Have your last meal a few hours before bed. Eating a heavy meal too close to bedtime isn’t a great idea. You don’t want to be too hungry or too full when you lay down, so eat dinner a few hours before bed and avoid late-night snacking. Similarly, drink a little bit so you’re not thirsty, but not so much that you’ll need to get up to use the bathroom frequently.

  • Stay away from caffeine and nicotine in the evening, as well.

Make your bedroom cool, dark, and comfortable. You won’t sleep well if you’re too hot or if your room is bright. Turn down the thermostat or use a fan at night and hang up some light-blocking shades to keep the sunlight from filtering into your room.

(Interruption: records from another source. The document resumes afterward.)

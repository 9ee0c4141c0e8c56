use std::process::ExitCode;

use quarterlog::ui::output;

fn main() -> ExitCode {
    match quarterlog::cli::run() {
        Ok(()) => ExitCode::SUCCESS,
        Err(err) => {
            output::error(format!("{:#}", err));
            ExitCode::FAILURE
        }
    }
}
//! ui
//!
//! User interaction utilities.
//!
//! # Modules
//!
//! - [`output`] - Output formatting, display, and log setup
//!
//! # Design
//!
//! All user-facing output goes through this module so the quiet flag is
//! honored consistently.

pub mod output;
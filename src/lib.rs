//! quarterlog - Draft a quarterly changelog from a GitHub repository
//!
//! quarterlog lists every pull request merged during the previous calendar
//! quarter, plus every commit from the same period that no pull request
//! accounts for, and writes them as a date-ordered markdown list.
//!
//! # Architecture
//!
//! - [`cli`] - Command-line interface layer (parses args, delegates to changelog)
//! - [`changelog`] - The two collection passes, aggregation and output
//! - [`core`] - Domain types, the reporting window and configuration
//! - [`forge`] - Paginated access to the hosting API (GitHub v1)
//! - [`secrets`] - Bearer token loading
//! - [`ui`] - Output and logging utilities
//!
//! # Guarantees
//!
//! 1. A pull request appears at most once, keyed by its merge commit
//! 2. A commit already covered by a pull request in the window is never listed
//! 3. The output file is written only after both passes succeed

pub mod changelog;
pub mod cli;
pub mod core;
pub mod forge;
pub mod secrets;
pub mod ui;
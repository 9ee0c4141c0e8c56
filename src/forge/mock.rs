//! forge::mock
//!
//! Mock page source for deterministic testing.
//!
//! # Design
//!
//! Pages are registered by exact URL. Requests for unregistered URLs fail with
//! `ForgeError::NotFound`, which keeps tests honest about the URLs the engine
//! builds. Every request is recorded for later verification.
//!
//! # Example
//!
//! ```
//! use quarterlog::forge::mock::MockForge;
//! use quarterlog::forge::{Page, PageSource};
//!
//! # tokio_test::block_on(async {
//! let forge = MockForge::new().with_page("https://api.test/pulls", Page::new("[]", None));
//!
//! let page = forge.get_page("https://api.test/pulls").await.unwrap();
//! assert_eq!(page.body, b"[]");
//! assert_eq!(forge.requests(), vec!["https://api.test/pulls"]);
//! # });
//! ```

use async_trait::async_trait;
use std::collections::HashMap;
use std::sync::{Arc, Mutex, MutexGuard};

use super::traits::{ForgeError, Page, PageSource};

/// Mock page source for testing.
///
/// Thread-safe via internal `Arc<Mutex<...>>` wrapping.
#[derive(Debug, Clone, Default)]
pub struct MockForge {
    /// Internal state shared across clones.
    inner: Arc<Mutex<MockForgeInner>>,
}

/// Internal mutable state.
#[derive(Debug, Default)]
struct MockForgeInner {
    /// Registered pages by URL.
    pages: HashMap<String, Page>,
    /// URLs that fail with the given error.
    failures: HashMap<String, ForgeError>,
    /// Recorded request URLs, in order.
    requests: Vec<String>,
}

impl MockForge {
    /// Create a new empty mock forge.
    pub fn new() -> Self {
        Self::default()
    }

    /// Register a page for `url`.
    pub fn with_page(self, url: impl Into<String>, page: Page) -> Self {
        self.lock().pages.insert(url.into(), page);
        self
    }

    /// Register a JSON body for `url` with no `Link` header.
    pub fn with_json(self, url: impl Into<String>, json: serde_json::Value) -> Self {
        let body = json.to_string();
        self.with_page(url, Page::new(body, None))
    }

    /// Make requests for `url` fail with `error`.
    pub fn fail_on(self, url: impl Into<String>, error: ForgeError) -> Self {
        self.lock().failures.insert(url.into(), error);
        self
    }

    /// All request URLs seen so far, in order.
    pub fn requests(&self) -> Vec<String> {
        self.lock().requests.clone()
    }

    /// Number of requests made for `url`.
    pub fn request_count(&self, url: &str) -> usize {
        self.lock().requests.iter().filter(|u| *u == url).count()
    }

    fn lock(&self) -> MutexGuard<'_, MockForgeInner> {
        // A poisoned lock only happens after a test already panicked.
        self.inner.lock().unwrap_or_else(|e| e.into_inner())
    }
}

#[async_trait]
impl PageSource for MockForge {
    fn name(&self) -> &'static str {
        "mock"
    }

    async fn get_page(&self, url: &str) -> Result<Page, ForgeError> {
        let mut inner = self.lock();
        inner.requests.push(url.to_string());

        if let Some(error) = inner.failures.get(url) {
            return Err(error.clone());
        }

        inner
            .pages
            .get(url)
            .cloned()
            .ok_or_else(|| ForgeError::NotFound(url.to_string()))
    }
}
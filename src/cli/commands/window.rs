//! window command - Show the time span a run would cover

use anyhow::Result;
use chrono::{NaiveDate, SecondsFormat, Utc};

use crate::core::window::Quarter;

/// Print the quarter and its half-open bounds.
pub fn window(quarter: Option<Quarter>) -> Result<()> {
    println!("{}", describe(quarter, Utc::now().date_naive())?);
    Ok(())
}

fn describe(quarter: Option<Quarter>, today: NaiveDate) -> Result<String> {
    let quarter = quarter.unwrap_or_else(|| Quarter::preceding(today));
    let window = quarter.window()?;
    Ok(format!(
        "{}\nstart: {}\nend:   {} (exclusive)",
        quarter,
        window.start.to_rfc3339_opts(SecondsFormat::Secs, true),
        window.end.to_rfc3339_opts(SecondsFormat::Secs, true)
    ))
}
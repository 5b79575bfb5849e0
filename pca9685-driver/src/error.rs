//! Error types for the PCA9685 driver.

use core::fmt;

/// Errors that can occur when driving the PCA9685.
#[derive(Debug)]
pub enum Error<E> {
    /// Underlying I2C bus error.
    I2c(E),

    /// The device handle has not been opened (or was closed).
    NotOpen,

    /// Requested PWM frequency maps to a prescale value the chip cannot
    /// hold (achievable range is roughly 24–1526 Hz).
    InvalidFrequency,

    /// Channel index out of valid range (must be 0–15).
    InvalidChannel,

    /// No built-in servo profile with the given id.
    UnknownServoProfile,
}

// Allow ergonomic `?` propagation from raw I2C errors.
impl<E> From<E> for Error<E> {
    fn from(error: E) -> Self {
        Error::I2c(error)
    }
}

impl<E: fmt::Debug> fmt::Display for Error<E> {
    fn fmt(&self, f: &mut fmt::Formatter) -> fmt::Result {
        match self {
            Error::I2c(e) => write!(f, "I2C error: {:?}", e),
            Error::NotOpen => write!(f, "Device not open"),
            Error::InvalidFrequency => write!(f, "PWM frequency out of achievable range"),
            Error::InvalidChannel => write!(f, "Invalid channel index (must be 0-15)"),
            Error::UnknownServoProfile => write!(f, "Unknown servo profile id"),
        }
    }
}

#[cfg(feature = "defmt")]
impl<E: defmt::Format> defmt::Format for Error<E> {
    fn format(&self, f: defmt::Formatter) {
        match self {
            Error::I2c(e) => defmt::write!(f, "I2C error: {}", e),
            Error::NotOpen => defmt::write!(f, "Device not open"),
            Error::InvalidFrequency => defmt::write!(f, "PWM frequency out of achievable range"),
            Error::InvalidChannel => defmt::write!(f, "Invalid channel index"),
            Error::UnknownServoProfile => defmt::write!(f, "Unknown servo profile id"),
        }
    }
}
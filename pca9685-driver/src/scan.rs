//! Bus diagnostics: probe a single address or scan the whole bus.
//!
//! These helpers operate on a bare I2C peripheral rather than a
//! [`Pca9685`](crate::Pca9685) handle, so they can run before a device is
//! opened — the usual pre-flight check that the expected chip is actually
//! present at the expected address.

use embedded_hal::i2c::I2c;
use heapless::Vec;

use crate::registers::{MODE1, SCAN_FIRST_ADDRESS, SCAN_LAST_ADDRESS};

/// Capacity of the scan result: one slot per probeable 7-bit address.
pub const SCAN_CAPACITY: usize =
    (SCAN_LAST_ADDRESS - SCAN_FIRST_ADDRESS) as usize + 1;

/// Check whether a device acknowledges at the given 7-bit address.
///
/// Writes register address 0 and reads one byte back; both transactions
/// must complete for the address to count as occupied. A NACK from an
/// empty address surfaces as a transport error, which is the expected
/// outcome — it is swallowed here, not propagated.
pub fn probe<I2C: I2c>(i2c: &mut I2C, address: u8) -> bool {
    let mut buf = [0u8; 1];
    i2c.write(address, &[MODE1]).is_ok() && i2c.read(address, &mut buf).is_ok()
}

/// Probe every valid 7-bit address (0x03–0x77) and collect the ones that
/// acknowledge, in ascending order.
pub fn scan<I2C: I2c>(i2c: &mut I2C) -> Vec<u8, SCAN_CAPACITY> {
    let mut found = Vec::new();

    for address in SCAN_FIRST_ADDRESS..=SCAN_LAST_ADDRESS {
        if probe(i2c, address) {
            // Cannot overflow: capacity covers the whole address range.
            let _ = found.push(address);
        }
    }

    found
}
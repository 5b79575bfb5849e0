//! Joystick state tracking and angle derivation for servo control loops.
//!
//! This crate is the input-side collaborator of the PCA9685 servo driver.
//! It deliberately owns no device handles and performs no I/O: the event
//! source (SDL, evdev, a test harness) feeds raw axis and button events
//! into an explicit [`JoystickState`] value, and the control loop derives
//! a bounded servo angle from that state each iteration. Keeping the
//! state explicit — rather than module-level mutable globals — makes the
//! whole loop testable with synthetic inputs.
//!
//! # Typical control loop
//!
//! ```
//! use joystick_input::{AngleSlew, Axis, JoystickState};
//!
//! let mut stick = JoystickState::new();
//! let mut slew = AngleSlew::new(135.0, 10.0);
//!
//! // Each iteration: drain pending events, derive the target angle,
//! // rate-limit it, command the servo, then sleep ~100 ms.
//! stick.apply_axis(Axis::LeftX, 12_000);
//! let target = stick.left_stick_angle(270.0);
//! let angle = slew.advance_toward(target);
//! assert!(angle >= 0.0 && angle <= 270.0);
//! ```
//!
//! # Features
//!
//! - **`defmt`** — Enable [`defmt::Format`] implementations for embedded
//!   logging.

#![no_std]

pub use mapping::map_range;
pub use slew::AngleSlew;
pub use state::{Axis, Button, JoystickState, AXIS_DEADZONE};

mod mapping;
mod slew;
mod state;
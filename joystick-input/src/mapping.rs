//! Linear range mapping.

/// Map `x` from `[from_low, from_high]` onto `[to_low, to_high]`.
///
/// Purely linear — values outside the source range extrapolate rather
/// than clamp; callers that need a bounded result clamp afterwards.
pub fn map_range(x: f32, from_low: f32, from_high: f32, to_low: f32, to_high: f32) -> f32 {
    to_low + (x - from_low) * (to_high - to_low) / (from_high - from_low)
}

#[cfg(test)]
mod tests {
    use super::*;

    #[test]
    fn maps_endpoints_and_midpoint() {
        assert_eq!(map_range(0.0, 0.0, 10.0, 0.0, 100.0), 0.0);
        assert_eq!(map_range(10.0, 0.0, 10.0, 0.0, 100.0), 100.0);
        assert_eq!(map_range(5.0, 0.0, 10.0, 0.0, 100.0), 50.0);
    }

    #[test]
    fn maps_onto_inverted_ranges() {
        assert_eq!(map_range(2.5, 0.0, 10.0, 100.0, 0.0), 75.0);
    }

    #[test]
    fn extrapolates_outside_the_source_range() {
        assert_eq!(map_range(20.0, 0.0, 10.0, 0.0, 100.0), 200.0);
    }
}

  • You can even use earplugs or a white noise machine if you like.
  • Try to avoid watching TV in bed or scrolling on your phone. The blue light can make it harder to fall asleep.

Exercise every day. Being active during the day can help you sleep longer and better. Try to get some exercise every day, but don’t do strenuous workouts before you hit the hay—exercising within 2 hours of bedtime could actually negatively impact your sleep.

Minimize your stress. If you’ve got a lot on your mind, it could be hard to fall asleep. Take a few minutes to write down anything you need to take care of as well as any stresses.Then, set aside your list to tackle the next day.

  • Do some restful activities before bed, like meditating or taking a bath.